→ **WHAT IS EXPECTED**
When a line in the data below includes "true", count it; then give only the total.

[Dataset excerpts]
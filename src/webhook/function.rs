//! The webhook function contract and its script-backed implementation.

use std::collections::BTreeMap;
use std::future::Future;
use std::path::{Path, PathBuf};
use std::process::Stdio;

use anyhow::{Context, Result};
use async_trait::async_trait;
use serde::{Deserialize, Serialize};
use tokio::io::AsyncWriteExt;
use tokio::process::Command;

use crate::env::EnvMap;

pub const WEBHOOK_SCRIPT: &str = "webhook.sh";

/// The incoming HTTP request as seen by the webhook function.
#[derive(Debug, Clone, PartialEq, Eq, Serialize)]
pub struct WebhookRequest {
    pub method: String,
    pub uri: String,
    pub headers: BTreeMap<String, String>,
    pub body: String,
}

#[derive(Debug, Clone, Serialize)]
#[serde(rename_all = "camelCase")]
pub struct WebhookContext {
    pub request: WebhookRequest,
    pub env: EnvMap,
    pub build_dir: PathBuf,
}

/// What to do with a webhook call.
#[derive(Debug, Clone, PartialEq, Deserialize)]
#[serde(from = "RawDecision")]
pub enum WebhookDecision {
    Build {
        param: serde_json::Value,
        autorun: bool,
    },
    Skip,
}

#[derive(Deserialize)]
struct RawDecision {
    build: bool,
    #[serde(default)]
    param: serde_json::Value,
    #[serde(default)]
    autorun: bool,
}

impl From<RawDecision> for WebhookDecision {
    fn from(raw: RawDecision) -> Self {
        if raw.build {
            Self::Build {
                param: raw.param,
                autorun: raw.autorun,
            }
        } else {
            Self::Skip
        }
    }
}

/// Decides whether a webhook call should produce a build.
#[async_trait]
pub trait WebhookFunction: Send + Sync {
    async fn handle(&self, ctx: WebhookContext) -> Result<WebhookDecision>;
}

#[async_trait]
impl<F, Fut> WebhookFunction for F
where
    F: Fn(WebhookContext) -> Fut + Send + Sync,
    Fut: Future<Output = Result<WebhookDecision>> + Send,
{
    async fn handle(&self, ctx: WebhookContext) -> Result<WebhookDecision> {
        self(ctx).await
    }
}

/// Runs `script/webhook.sh`.
///
/// The context goes to stdin as JSON, the build environment is set on the
/// process, and the decision is read from stdout:
/// `{"build": true, "param": {...}, "autorun": true}` or `{"build": false}`.
pub struct ScriptWebhookFunction {
    path: PathBuf,
}

impl ScriptWebhookFunction {
    pub fn new(path: impl Into<PathBuf>) -> Self {
        Self { path: path.into() }
    }

    pub fn path(&self) -> &Path {
        &self.path
    }
}

#[async_trait]
impl WebhookFunction for ScriptWebhookFunction {
    async fn handle(&self, ctx: WebhookContext) -> Result<WebhookDecision> {
        let input = serde_json::to_vec(&ctx).context("Failed to serialize webhook context")?;

        let mut child = Command::new(&self.path)
            .current_dir(&ctx.build_dir)
            .envs(&ctx.env)
            .env("BUILDMGR_BUILD_DIR", &ctx.build_dir)
            .stdin(Stdio::piped())
            .stdout(Stdio::piped())
            .stderr(Stdio::piped())
            .kill_on_drop(true)
            .spawn()
            .with_context(|| format!("Failed to spawn {}", self.path.display()))?;

        // Feed stdin while the output is collected; a script may answer
        // without reading its input at all.
        let stdin = child.stdin.take();
        let feed = async move {
            let Some(mut stdin) = stdin else {
                return Ok(());
            };
            match stdin.write_all(&input).await {
                Err(e) if e.kind() == std::io::ErrorKind::BrokenPipe => Ok(()),
                other => other,
            }
        };
        let (fed, output) = tokio::join!(feed, child.wait_with_output());
        let output = output.context("Failed to wait for webhook script")?;
        fed.context("Failed to write context to webhook stdin")?;

        let stderr = String::from_utf8_lossy(&output.stderr);
        if !stderr.trim().is_empty() {
            tracing::warn!(script = %self.path.display(), "{}", stderr.trim());
        }
        if !output.status.success() {
            anyhow::bail!(
                "Webhook script exited with code {}",
                output.status.code().unwrap_or(-1)
            );
        }

        let stdout = String::from_utf8_lossy(&output.stdout);
        serde_json::from_str(stdout.trim())
            .with_context(|| format!("Webhook script printed an invalid decision: {}", stdout.trim()))
    }
}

→ **RESULT FOR THIS TASK**
2